By Mark Stevens
Two random tidbits last week got me fired up.
The first was from a story in The New Yorker about new research into the positive effects of psychedelic drugs—psilocybin in particular.
The second was a line uttered by Alexandra Fuller during a podcast of her Tattered Cover presentation for her new memoir, Leaving Before the Rains Come.
Combined, the two comments got me stewing over inertia, anesthesia, deadness, stasis, status quo, acceptance, monotony, stability, order, constancy and all those other awful traits which are the bane of good fiction and the certainly mean the beginning of a long slow death for a good character.
Right?
Okay, let me back up a tad.
In the New Yorker story called “The Trip Treatment,” author Michael Pollan (author of many fine books about food, including The Omnivore’s Dilemma) dropped the following little bomb:
Most psychologists believe that your personality is “fixed” by age thirty “and thereafter is unlikely to substantially change.”
One of the cool side effects that scientists are studying is the ability of hallucinogens to alter thought patterns—and personality—not only during the “trip” but after as well. Addictions are being eliminated, for instance, and attitudes permanently altered through “psychedelic therapy.”
My mind was blown—these are researchers at top-flight institutions like N.Y.U. and John Hopkins looking into treating patients and improving the quality of life through a properly dosed trip. In the instruction manual for those taking psychedelic trips as part of the research, they are encouraged to face their monsters. Isn’t that the basis of most great fiction? (It’s a great article.)
Okay, hold that thought for a second but, if you’re over 30 years old, do you think your character is “fixed?” Do you think the personality of your characters, if they are over 30 years old, is locked in place? Are they really facing their monsters?
Next, Alexandra Fuller’s speech at The Tattered Cover attacked—and I do mean attacked—how men have generally screwed up the world and it’s time for the male of the species to step aside and give women a shot. Can’t be much worse, can it?
This was one of many themes in a powerful talk about identity and self and women finding true, unadorned freedom.
Fuller is a force. She’s feisty, forward and, from what I gather, fearless. (Must now read Don’t Let’s Go to the Dogs Tonight.)
Anyway, Fuller talked a lot about society growing comfortable and complacent and encouraged everyone listening to get down to their “absolute bedrock of self” and understand what voices are running their lives. Her message was aimed particularly at women, almost kind of a “rise up out of your chairs” speech from the movie “Network.” She invoked Franz Kafka’s rejoinder that it’s a writer’s duty to take an axe to the “frozen sea” inside us.
Here’s one nugget from Fuller: “If someone else is in possession of your mind, then you’re not in possession of your voice.”

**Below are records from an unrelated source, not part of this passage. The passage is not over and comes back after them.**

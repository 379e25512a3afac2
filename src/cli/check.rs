//! Configuration validation command.

use std::path::Path;

use crate::app::config::VenueConfig;
use crate::app::Config;
use crate::cli::output;
use crate::error::Result;

/// Failure rates above this make a venue degrade most of the time.
const HIGH_FAILURE_RATE: f64 = 0.5;

/// Validate a configuration file without starting the simulation.
pub fn execute_config<P: AsRef<Path>>(config_path: P) -> Result<()> {
    let path = config_path.as_ref();
    output::note(&format!("Checking configuration: {}", path.display()));

    let config = Config::load(path)?;
    output::ok("Configuration file is valid");

    output::section("Summary");
    let trading = &config.trading;
    output::key_value("Venues", format!("{} / {}", config.venues.a.name, config.venues.b.name));
    output::key_value(
        "Default pairs",
        trading
            .supported_pairs
            .iter()
            .map(ToString::to_string)
            .collect::<Vec<_>>()
            .join(", "),
    );
    output::key_value("Min profit", output::percent(trading.min_profit_threshold));
    output::key_value("Convergence", output::percent(trading.convergence_threshold));
    output::key_value("Stop loss", output::percent(trading.stop_loss_threshold));
    output::key_value("Max holding", format!("{}s", trading.max_holding_secs));
    output::key_value("Position size", trading.position_size);
    output::key_value("Balance", trading.initial_balance);
    output::key_value("Interval", format!("{}ms", config.simulation.interval_ms));
    output::key_value(
        "Circuit breaker",
        format!(
            "{} failures in {}s",
            config.health.max_failures, config.health.window_secs
        ),
    );
    println!();

    let mut warnings = 0;
    for venue in [&config.venues.a, &config.venues.b] {
        warnings += check_venue(venue, &config);
    }
    if config.simulation.seed.is_none() {
        output::note("  No seed configured: runs are not reproducible");
    }

    println!();
    if warnings == 0 {
        output::note("Configuration is ready to use.");
    } else {
        output::note(&format!("Configuration is usable with {warnings} warning(s)."));
    }
    Ok(())
}

fn check_venue(venue: &VenueConfig, config: &Config) -> usize {
    let mut warnings = 0;
    if venue.failure_rate > HIGH_FAILURE_RATE {
        output::warn(&format!(
            "{}: failure rate {} will keep the venue degraded",
            venue.name, venue.failure_rate
        ));
        warnings += 1;
    }

    let unpriced: Vec<String> = config
        .trading
        .supported_pairs
        .iter()
        .filter(|asset| !venue.assets.contains_key(*asset))
        .map(ToString::to_string)
        .collect();
    if unpriced.is_empty() {
        output::ok(&format!("{}: every default pair is priced", venue.name));
    } else {
        output::warn(&format!(
            "{}: no price for {} (quotes for these fail)",
            venue.name,
            unpriced.join(", ")
        ));
        warnings += 1;
    }
    warnings
}
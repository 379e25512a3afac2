//! Pair universe resolution.
//!
//! The tradable universe is the set of assets listed on both venues. When
//! the venues share nothing, the configured defaults are used unchanged.

use std::collections::BTreeSet;

use tracing::{debug, warn};

use super::ids::AssetId;

/// Outcome of a universe resolution.
#[derive(Debug, Clone, PartialEq, Eq)]
pub struct Resolution {
    assets: Vec<AssetId>,
    fallback: bool,
}

impl Resolution {
    /// Assets to evaluate, in a reproducible order.
    pub fn assets(&self) -> &[AssetId] {
        &self.assets
    }

    /// True when the venues had no asset in common and defaults were used.
    pub const fn is_fallback(&self) -> bool {
        self.fallback
    }

    pub fn into_assets(self) -> Vec<AssetId> {
        self.assets
    }

    /// Assets gained and lost relative to a previous universe.
    pub fn diff(&self, previous: &[AssetId]) -> UniverseDiff {
        let before: BTreeSet<&AssetId> = previous.iter().collect();
        let after: BTreeSet<&AssetId> = self.assets.iter().collect();
        UniverseDiff {
            added: after.difference(&before).map(|a| (*a).clone()).collect(),
            removed: before.difference(&after).map(|a| (*a).clone()).collect(),
        }
    }
}

/// Change between two universes.
#[derive(Debug, Clone, Default, PartialEq, Eq)]
pub struct UniverseDiff {
    pub added: Vec<AssetId>,
    pub removed: Vec<AssetId>,
}

impl UniverseDiff {
    pub fn is_empty(&self) -> bool {
        self.added.is_empty() && self.removed.is_empty()
    }
}

/// Resolve the working universe from both venues' listings.
///
/// Returns the intersection sorted by asset identifier, or `defaults`
/// unchanged when the intersection is empty.
pub fn resolve(
    venue_a: &BTreeSet<AssetId>,
    venue_b: &BTreeSet<AssetId>,
    defaults: &[AssetId],
) -> Resolution {
    // BTreeSet iteration is already ordered by identifier.
    let common: Vec<AssetId> = venue_a.intersection(venue_b).cloned().collect();

    if common.is_empty() {
        warn!(
            venue_a = venue_a.len(),
            venue_b = venue_b.len(),
            defaults = ?defaults,
            "No common assets between venues, using configured defaults"
        );
        return Resolution {
            assets: defaults.to_vec(),
            fallback: true,
        };
    }

    debug!(assets = ?common, "Resolved asset universe");
    Resolution {
        assets: common,
        fallback: false,
    }
}

#[cfg(test)]
mod tests {
    use super::*;

    fn set(ids: &[&str]) -> BTreeSet<AssetId> {
        ids.iter().map(|id| AssetId::from(*id)).collect()
    }

    fn ids(ids: &[&str]) -> Vec<AssetId> {
        ids.iter().map(|id| AssetId::from(*id)).collect()
    }

    #[test]
    fn intersection_of_listings() {
        let resolution = resolve(&set(&["BTC", "ETH", "SOL"]), &set(&["BTC", "ETH"]), &[]);
        assert_eq!(resolution.assets(), ids(&["BTC", "ETH"]).as_slice());
        assert!(!resolution.is_fallback());
    }

    #[test]
    fn intersection_is_sorted() {
        let resolution = resolve(
            &set(&["SOL/USDT", "ADA/USDT", "BTC/USDT"]),
            &set(&["BTC/USDT", "SOL/USDT", "ADA/USDT"]),
            &[],
        );
        assert_eq!(
            resolution.assets(),
            ids(&["ADA/USDT", "BTC/USDT", "SOL/USDT"]).as_slice()
        );
    }

    #[test]
    fn disjoint_listings_fall_back_to_defaults_unchanged() {
        // Defaults keep their configured order, even if unsorted.
        let defaults = ids(&["ETH/USDT", "BTC/USDT"]);
        let resolution = resolve(&set(&["BTC"]), &set(&["ETH"]), &defaults);
        assert!(resolution.is_fallback());
        assert_eq!(resolution.assets(), defaults.as_slice());
    }

    #[test]
    fn empty_listings_fall_back() {
        let resolution = resolve(&set(&[]), &set(&[]), &ids(&["BTC/USDT"]));
        assert!(resolution.is_fallback());
        assert_eq!(resolution.into_assets(), ids(&["BTC/USDT"]));
    }

    #[test]
    fn diff_reports_new_listing() {
        let previous = ids(&["BTC", "ETH"]);
        let resolution = resolve(&set(&["BTC", "ETH", "SOL"]), &set(&["BTC", "SOL"]), &[]);
        let diff = resolution.diff(&previous);
        assert_eq!(diff.added, ids(&["SOL"]));
        assert_eq!(diff.removed, ids(&["ETH"]));
        assert!(!diff.is_empty());
    }
}
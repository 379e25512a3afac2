//! Failure window and circuit breaker thresholds.

use serde::Deserialize;

/// Health monitor configuration.
#[derive(Debug, Clone, Deserialize)]
#[serde(default)]
pub struct HealthConfig {
    /// Rolling window for failure counts, in seconds.
    pub window_secs: u64,
    /// Transient failures within the window that degrade a venue.
    pub max_failures: u32,
}

impl Default for HealthConfig {
    fn default() -> Self {
        Self {
            window_secs: 60,
            max_failures: 5,
        }
    }
}
//! Simulated execution ledger.
//!
//! The ledger is the single owner of account balances. Position events touch
//! it through two operations only:
//!
//! - [`Ledger::apply_fill`] books both opening legs at once
//! - [`Ledger::apply_close`] books both closing legs at once
//!
//! Each operation validates first and mutates after, so a position's two legs
//! are never observable half-applied. Opening locks the notional of both legs
//! as collateral, which keeps `balance + locked` equal to equity before
//! unrealized PnL.

use rust_decimal::Decimal;
use serde::Serialize;
use tracing::debug;

use super::error::TradeError;
use super::ids::VenueSide;
use super::money::{Price, Rate, Volume};
use super::position::HedgePosition;

/// Side of a leg.
#[derive(Debug, Clone, Copy, PartialEq, Eq, Serialize)]
pub enum LegSide {
    /// Contract leg, sold first and bought back on close.
    Short,
    /// Spot leg, bought first and sold on close.
    Long,
}

/// A simulated fill of one leg.
#[derive(Debug, Clone, PartialEq, Eq)]
pub struct Fill {
    pub side: LegSide,
    pub venue: VenueSide,
    pub price: Price,
    pub size: Volume,
    pub fee_rate: Rate,
}

impl Fill {
    pub const fn new(
        side: LegSide,
        venue: VenueSide,
        price: Price,
        size: Volume,
        fee_rate: Rate,
    ) -> Self {
        Self {
            side,
            venue,
            price,
            size,
            fee_rate,
        }
    }

    /// `price * size`.
    pub fn notional(&self) -> Decimal {
        self.price * self.size
    }

    /// Fee charged on this fill.
    pub fn fee(&self) -> Decimal {
        self.notional() * self.fee_rate
    }
}

/// What opening a position cost.
#[derive(Debug, Clone, PartialEq, Eq, Serialize)]
pub struct FillReceipt {
    /// Notional of both legs, held until close.
    pub collateral: Decimal,
    /// Fees for both opening fills.
    pub fees: Decimal,
}

/// What closing a position returned.
#[derive(Debug, Clone, PartialEq, Eq, Serialize)]
pub struct CloseReceipt {
    /// Leg PnL before any fees.
    pub gross_pnl: Decimal,
    /// Fees for both closing fills.
    pub exit_fees: Decimal,
    /// Gross PnL net of entry and exit fees.
    pub realized_pnl: Decimal,
}

/// Account balances in quote currency.
#[derive(Debug, Clone, PartialEq, Eq, Serialize)]
pub struct LedgerAccount {
    /// Free balance available for new positions.
    pub balance: Decimal,
    /// Collateral held by open positions.
    pub locked: Decimal,
    /// Sum of realized PnL over closed positions.
    pub realized_pnl: Decimal,
    /// All fees paid, entry and exit.
    pub fees_paid: Decimal,
}

/// Closed-trade statistics.
#[derive(Debug, Clone, Default, PartialEq, Eq, Serialize)]
pub struct TradeStats {
    pub total_trades: u64,
    pub profitable_trades: u64,
    pub total_profit: Decimal,
}

impl TradeStats {
    /// Share of profitable trades in percent; zero before the first trade.
    #[must_use]
    pub fn win_rate(&self) -> Decimal {
        if self.total_trades == 0 {
            return Decimal::ZERO;
        }
        Decimal::from(self.profitable_trades) * Decimal::ONE_HUNDRED
            / Decimal::from(self.total_trades)
    }

    fn record(&mut self, pnl: Decimal) {
        self.total_trades += 1;
        if pnl > Decimal::ZERO {
            self.profitable_trades += 1;
        }
        self.total_profit += pnl;
    }
}

/// The simulated account.
#[derive(Debug, Clone)]
pub struct Ledger {
    initial_balance: Decimal,
    account: LedgerAccount,
    stats: TradeStats,
}

impl Ledger {
    /// Create a ledger funded with `initial_balance`.
    #[must_use]
    pub fn new(initial_balance: Decimal) -> Self {
        Self {
            initial_balance,
            account: LedgerAccount {
                balance: initial_balance,
                locked: Decimal::ZERO,
                realized_pnl: Decimal::ZERO,
                fees_paid: Decimal::ZERO,
            },
            stats: TradeStats::default(),
        }
    }

    #[must_use]
    pub const fn account(&self) -> &LedgerAccount {
        &self.account
    }

    #[must_use]
    pub const fn stats(&self) -> &TradeStats {
        &self.stats
    }

    #[must_use]
    pub const fn initial_balance(&self) -> Decimal {
        self.initial_balance
    }

    /// Book both opening legs of a position.
    ///
    /// # Errors
    ///
    /// Returns [`TradeError::InsufficientBalance`] when collateral plus fees
    /// exceed the free balance. Nothing is booked in that case.
    pub fn apply_fill(&mut self, short: &Fill, long: &Fill) -> Result<FillReceipt, TradeError> {
        debug_assert_eq!(short.side, LegSide::Short);
        debug_assert_eq!(long.side, LegSide::Long);

        let collateral = short.notional() + long.notional();
        let fees = short.fee() + long.fee();
        let required = collateral + fees;

        if required > self.account.balance {
            return Err(TradeError::InsufficientBalance {
                required,
                available: self.account.balance,
            });
        }

        self.account.balance -= required;
        self.account.locked += collateral;
        self.account.fees_paid += fees;

        debug!(
            collateral = %collateral,
            fees = %fees,
            balance = %self.account.balance,
            "Opening fills booked"
        );

        Ok(FillReceipt { collateral, fees })
    }

    /// Book both closing legs of `position` and return the realized result.
    ///
    /// Realized PnL is the leg PnL minus entry and exit fees.
    pub fn apply_close(
        &mut self,
        position: &HedgePosition,
        short_exit: &Fill,
        long_exit: &Fill,
    ) -> CloseReceipt {
        debug_assert_eq!(short_exit.side, LegSide::Short);
        debug_assert_eq!(long_exit.side, LegSide::Long);

        let entry = position.receipt();
        let gross_pnl = position.gross_pnl(short_exit.price, long_exit.price);
        let exit_fees = short_exit.fee() + long_exit.fee();
        let realized_pnl = gross_pnl - entry.fees - exit_fees;

        self.account.locked -= entry.collateral;
        self.account.balance += entry.collateral + gross_pnl - exit_fees;
        self.account.fees_paid += exit_fees;
        self.account.realized_pnl += realized_pnl;
        self.stats.record(realized_pnl);

        debug!(
            gross = %gross_pnl,
            exit_fees = %exit_fees,
            realized = %realized_pnl,
            balance = %self.account.balance,
            "Closing fills booked"
        );

        CloseReceipt {
            gross_pnl,
            exit_fees,
            realized_pnl,
        }
    }

    /// Free balance plus locked collateral.
    #[must_use]
    pub fn equity(&self) -> Decimal {
        self.account.balance + self.account.locked
    }
}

And, back to the magazine story about psychedelic study, another researcher noted how we all pay a “steep price” for the order and ego in the adult mind. Adults, he said, give up their “ability to be open to surprises, our ability to think flexibly, and our ability to value nature.”
Writes Pollan: “The sovereign ego can be a despot.”
I’m not here with answers.
I’m not here with “ta da.”
I’m just here to wonder about my characters and how to give them a good jolt.
If they aren’t challenging the voices in their heads, the voices running their lives, then they are slouching and slipping toward anesthesia.
And that’s not a recipe for powerful stories.
So I’ve got to figure out a way to have them face their monsters, grab the axe and whack the frozen sea.
Maybe I need to send them on a little trip.
Axe on the frozen see. Such a powerful image to hold for my main character. Thanks for this thoughtful post.
Great post, Mark! Nothing like little nuggets of intriguing thought to get the brain spinning in the morning 😉
Very thought-provoking. Beats the heck out of my coffee and cream, Mark! Reminds me of that song by Roxy, “Love is the drug for me.” Or in our situation, conflict is the drug for our characters, which shatters and unsettles them enough to change.
Thank you for the comments, Janet, Shannon and Tracy !
Read this one last week but never got a chance to comment. Got me thinking that once again science a faith are disconnected. Really believe that our personalities can’t possibly be set in stone so early in our lives based on spiritual growth and moral lessons that are a constant our entire lives.